Il DAP (Delirium Abatement Program), che in questo articolo è stato presentato, ha già richiesto negli Stati Uniti uno sforzo notevole in termini di formazione. Parallelamente, iniziative di questo tipo dovrebbero essere promosse non soltanto nei singoli setting, ma anche tramite mezzi di stampa e televisivi. In una logica di sensibilizzazione e di formazione continua non occorrerebbero “delirium rooms”, cioè spazi dedicati per trattare pazienti con delirium, ma luoghi normali dove si impara a discutere in un’ottica di condivisione sulle condizioni cliniche del paziente.

 

L’implementazione di scale e protocolli di valutazione dedicati e la discussione insieme all’equipe medica dei casi clinici potrebbe, ad esempio, costituire un buon punto di partenza per intraprendere l’attività formativa ed approfondire le nozioni teoriche.

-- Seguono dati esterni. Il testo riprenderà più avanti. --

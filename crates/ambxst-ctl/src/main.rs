mod commands;

use std::path::PathBuf;

use ambxst_core::ConfigPaths;
use clap::{Parser, Subcommand};
use tracing::debug;

#[derive(Parser)]
#[command(name = "ambxst-ctl")]
#[command(about = "Dock defaults, notification text and wallpaper helpers for Ambxst")]
#[command(version)]
struct Cli {
    /// Log at debug level
    #[arg(short, long, global = true)]
    verbose: bool,

    #[command(subcommand)]
    command: Command,
}

#[derive(Subcommand)]
enum Command {
    /// Print the effective dock config as JSON
    DockDefaults {
        /// Ignore the user's dock.json
        #[arg(long)]
        defaults_only: bool,
        /// Read overrides from this file instead of the default location
        #[arg(long)]
        config: Option<PathBuf>,
    },
    /// Show whether an app is pinned or hidden from the dock
    DockCheck {
        /// Window app id / class
        app_id: String,
        #[arg(long)]
        config: Option<PathBuf>,
    },
    /// Format a notification timestamp relative to now
    NotifTime {
        /// Milliseconds since the Unix epoch (0 means none)
        millis: i64,
    },
    /// Clean up a notification body for display
    NotifBody {
        /// Name of the sending application
        #[arg(long)]
        app: Option<String>,
        body: String,
    },
    /// Generate the palette tint shader for mpv
    Shader {
        /// JSON palette file (array of {r,g,b} or "#rrggbb"); defaults to
        /// ~/.config/ambxst/palette.json when no --color is given
        #[arg(long)]
        palette: Option<PathBuf>,
        /// Palette entry as #rrggbb; may be repeated
        #[arg(long = "color")]
        colors: Vec<String>,
        /// Output file (default: ~/.config/mpv/shaders/ambxst_palette.glsl)
        #[arg(long, conflicts_with = "stdout")]
        output: Option<PathBuf>,
        /// Print the shader instead of writing it
        #[arg(long)]
        stdout: bool,
    },
    /// Generate missing or stale wallpaper thumbnails
    Thumbnails {
        /// Wallpaper config file containing wallPath
        config: Option<PathBuf>,
    },
    /// Extract a still lockscreen frame from a video or GIF wallpaper
    Lockscreen {
        wallpaper: PathBuf,
        /// Shell data directory (default: ~/.local/share/quickshell)
        data_dir: Option<PathBuf>,
    },
}

fn main() -> anyhow::Result<()> {
    let cli = Cli::parse();

    // Initialize logging
    let level = if cli.verbose { "debug" } else { "info" };
    tracing_subscriber::fmt()
        .with_env_filter(
            tracing_subscriber::EnvFilter::from_default_env()
                .add_directive(format!("ambxst_ctl={}", level).parse()?)
                .add_directive(format!("ambxst_core={}", level).parse()?),
        )
        .with_writer(std::io::stderr)
        .init();

    debug!("ambxst-ctl {}", env!("CARGO_PKG_VERSION"));

    match cli.command {
        Command::DockDefaults {
            defaults_only,
            config,
        } => commands::dock_defaults(defaults_only, config),
        Command::DockCheck { app_id, config } => commands::dock_check(&app_id, config),
        Command::NotifTime { millis } => {
            println!("{}", commands::notif_time(millis));
            Ok(())
        }
        Command::NotifBody { app, body } => {
            println!("{}", commands::notif_body(&body, app.as_deref()));
            Ok(())
        }
        Command::Shader {
            palette,
            colors,
            output,
            stdout,
        } => commands::shader(&ConfigPaths::new(), palette, &colors, output, stdout),
        Command::Thumbnails { config } => commands::thumbnails(config),
        Command::Lockscreen {
            wallpaper,
            data_dir,
        } => commands::lockscreen(wallpaper, data_dir),
    }
}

Si potrebbe arrivare in un secondo tempo ad individuare figure di riferimento all’interno dell’equipe (una sorta di “tutor” del delirium), che ricalcherebbe in qualche modo la felice intuizione dei Nuclei Alzheimer in cui componenti dell’equipe si facevano carico di verificare l’adesione di tutti i componenti ai programmi di formazione) di management che erano stati pianificati.